SETARA Institute dan INFID mengatakan skor 3,1 Hak Sipol ini jauh dari kata membaik. Pasalnya, variabel Hak Sipil mengalami kecenderungan mencatat skor buruk setiap tahunnya. SETARA Institute dan INFID menilai upaya perlindungan dan penghormatan terhadap kebebasan berekspresi dan berpendapat masih jauh dari harapan.
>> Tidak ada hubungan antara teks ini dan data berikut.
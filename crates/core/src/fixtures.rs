//! Shared test fixtures: a small trading-company chart and an engine over
//! in-memory stores.

use std::sync::Arc;

use chrono::NaiveDate;
use rust_decimal::Decimal;
use saldo_shared::types::{AccountId, CashBankId};

use crate::account::{Account, AccountClass, AccountDirectory, ChartOfAccounts};
use crate::ledger::{IdempotencyKey, JournalEntryProposal};
use crate::memory::{MemoryBalanceStore, MemoryCashBankStore, MemoryLedgerStore, MemoryPeriodCalendar};
use crate::mirror::{CashBank, CashBankMirror};
use crate::posting::{PostingEngine, PostingRules};

pub type Engine = PostingEngine<ChartOfAccounts, MemoryLedgerStore, MemoryBalanceStore>;
pub type Mirror = CashBankMirror<ChartOfAccounts, MemoryCashBankStore, MemoryBalanceStore>;

/// ```text
/// 1000 Assets                 2000 Liabilities          3000 Equity
///   1100 Current Assets         2100 Current Liab.        3101 Owner Capital
///     1101 Cash                   2101 Accounts Payable  4000 Revenue
///     1102 Bank                   2102 VAT Output          4101 Sales Revenue
///     1103 Accounts Receivable                          5000 Expenses
///     1199 Old Petty Cash (retired)                       5101 Operating Expenses
/// ```
pub fn chart() -> ChartOfAccounts {
    let assets = Account::header("1000", "Assets", AccountClass::Asset);
    let current = Account::header("1100", "Current Assets", AccountClass::Asset).under(&assets);
    let liabilities = Account::header("2000", "Liabilities", AccountClass::Liability);
    let current_liabilities =
        Account::header("2100", "Current Liabilities", AccountClass::Liability).under(&liabilities);
    let equity = Account::header("3000", "Equity", AccountClass::Equity);
    let revenue = Account::header("4000", "Revenue", AccountClass::Revenue);
    let expenses = Account::header("5000", "Expenses", AccountClass::Expense);

    let leaves = vec![
        Account::leaf("1101", "Cash", AccountClass::Asset).under(&current),
        Account::leaf("1102", "Bank", AccountClass::Asset).under(&current),
        Account::leaf("1103", "Accounts Receivable", AccountClass::Asset).under(&current),
        Account::leaf("1199", "Old Petty Cash", AccountClass::Asset)
            .under(&current)
            .retired(),
        Account::leaf("2101", "Accounts Payable", AccountClass::Liability).under(&current_liabilities),
        Account::leaf("2102", "VAT Output", AccountClass::Liability).under(&current_liabilities),
        Account::leaf("3101", "Owner Capital", AccountClass::Equity).under(&equity),
        Account::leaf("4101", "Sales Revenue", AccountClass::Revenue).under(&revenue),
        Account::leaf("5101", "Operating Expenses", AccountClass::Expense).under(&expenses),
    ];

    let mut accounts = vec![
        assets,
        current,
        liabilities,
        current_liabilities,
        equity,
        revenue,
        expenses,
    ];
    accounts.extend(leaves);
    match ChartOfAccounts::new(accounts) {
        Ok(chart) => chart,
        Err(err) => panic!("fixture chart is invalid: {err}"),
    }
}

/// [`chart`] plus a mixed-class header under 3000 Equity:
///
/// ```text
/// 3900 Current Year Result (EQUITY header)
///   3901 Service Income    (REVENUE)
///   3902 Cost of Services  (EXPENSE)
/// ```
pub fn mixed_chart() -> ChartOfAccounts {
    let base = chart();
    let mut accounts: Vec<Account> = base.accounts().into_iter().cloned().collect();
    let Some(equity) = base.find_by_code("3000") else {
        panic!("fixture chart has no 3000 Equity");
    };
    let result = Account::header("3900", "Current Year Result", AccountClass::Equity).under(equity);
    accounts.push(Account::leaf("3901", "Service Income", AccountClass::Revenue).under(&result));
    accounts.push(Account::leaf("3902", "Cost of Services", AccountClass::Expense).under(&result));
    accounts.push(result);
    match ChartOfAccounts::new(accounts) {
        Ok(chart) => chart,
        Err(err) => panic!("mixed fixture chart is invalid: {err}"),
    }
}

pub fn date() -> NaiveDate {
    NaiveDate::from_ymd_opt(2026, 10, 19).unwrap()
}

/// Engine, stores and a cash register linked to 1101 Cash. No period is
/// defined, so every date is open.
pub struct Harness {
    pub engine: Engine,
    pub chart: Arc<ChartOfAccounts>,
    pub ledger: Arc<MemoryLedgerStore>,
    pub balances: Arc<MemoryBalanceStore>,
    pub registers: Arc<MemoryCashBankStore>,
    pub periods: Arc<MemoryPeriodCalendar>,
    pub mirror: Arc<Mirror>,
    pub cash_register: CashBankId,
}

impl Harness {
    pub async fn new() -> Self {
        Self::with_chart(chart()).await
    }

    pub async fn with_chart(chart: ChartOfAccounts) -> Self {
        let chart = Arc::new(chart);
        let ledger = Arc::new(MemoryLedgerStore::new());
        let balances = Arc::new(MemoryBalanceStore::new());
        let registers = Arc::new(MemoryCashBankStore::new());
        let periods = Arc::new(MemoryPeriodCalendar::new());
        let mirror = Arc::new(CashBankMirror::new(
            Arc::clone(&chart),
            Arc::clone(&registers),
            Arc::clone(&balances),
        ));
        let engine = PostingEngine::new(
            Arc::clone(&chart),
            Arc::clone(&ledger),
            Arc::clone(&balances),
            PostingRules::default(),
        )
        .with_mirror(mirror.clone())
        .with_period_calendar(periods.clone());

        let register = CashBank::new("CASH-01", "Front desk cash");
        let cash_register = register.id;
        registers.insert(register).await;
        let cash = chart.lookup("1101").unwrap().id;
        engine.projector().project_account(cash).await.unwrap();
        mirror.link(cash_register, "1101").await.unwrap();

        Self {
            engine,
            chart,
            ledger,
            balances,
            registers,
            periods,
            mirror,
            cash_register,
        }
    }

    pub fn id(&self, code: &str) -> AccountId {
        self.chart.find_by_code(code).unwrap().id
    }

    pub async fn balance(&self, code: &str) -> Decimal {
        self.engine.balance(code).await.unwrap().balance
    }
}

/// Credit sale of 2,000,000 plus 11% VAT.
pub fn sale(invoice: &str) -> JournalEntryProposal {
    JournalEntryProposal::new(IdempotencyKey::new("sale", invoice, "invoice"), date(), "Credit sale")
        .debit("1103", Decimal::from(2_220_000))
        .credit("4101", Decimal::from(2_000_000))
        .credit("2102", Decimal::from(220_000))
}

/// Customer settles the sale in cash.
pub fn payment(invoice: &str) -> JournalEntryProposal {
    JournalEntryProposal::new(IdempotencyKey::new("payment", invoice, "receipt"), date(), "Customer payment")
        .debit("1101", Decimal::from(2_220_000))
        .credit("1103", Decimal::from(2_220_000))
}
Adapun skor rata-rata nasional adalah 3,3.
“Alih-alih beranjak lebih baik, skor pada indikator ini justru mengalami regresi sebesar 0,1 dari tahun sebelumnya dan selalu menjadi indikator penyumbang skor terendah pada Indeks Kinerja HAM tiap tahunnya,” menurut ringkasan eksekutif Indeks Kinerja HAM 2022 SETARA Institute dan INFID yang dirilis pada Sabtu, 10 Desember 2022.
Pemberian nilai terhadap praktik pemajuan HAM dalam indeks ini dilakukan melalui metode survey purposive sampling. Survey dilakukan terhadap 100 ahli yang telah dipilih dan ditetapkan SETARA Institute dan INFID dengan klasifikasi dan kategori yang relevan dengan penelitian ini.
Baca juga: AJI Gelar Aksi Tolak Pengesahan RKUHP: Berpotensi Kekang Kebebasan Berekspresi
Mereka adalah, akademisi, aktivis HAM, tokoh masyarakat, dan tokoh agama, yang relevan dengan isu penghormatan, perlindungan, dan pemenuhan HAM di Indonesia.
Pengukuran diberikan terhadap 6 indikator Hak Sipol dan 5 indikator Hak Ekosob serta 19 indikator untuk Isu HAM Khusus yang terdiri dari 6 indikator isu HAM Papua dan 13 indikator untuk isu kelompok minoritas.
Nilai dari setiap indikator berasal dari rata-rata nilai seluruh sub-indikator dalam satu indikator. Adapun basis pengukuran dan pengumpulan data berasal dari berbagai sumber dan proses di antaranya berasal dari dokumen yang mencatat kinerja HAM pemerintah, laporan media dan laporan berbagai lembaga yang relevan maupun respons terhadap peristiwa-peristiwa penting terkait HAM yang kemudian diolah menjadi narasi penegakan HAM.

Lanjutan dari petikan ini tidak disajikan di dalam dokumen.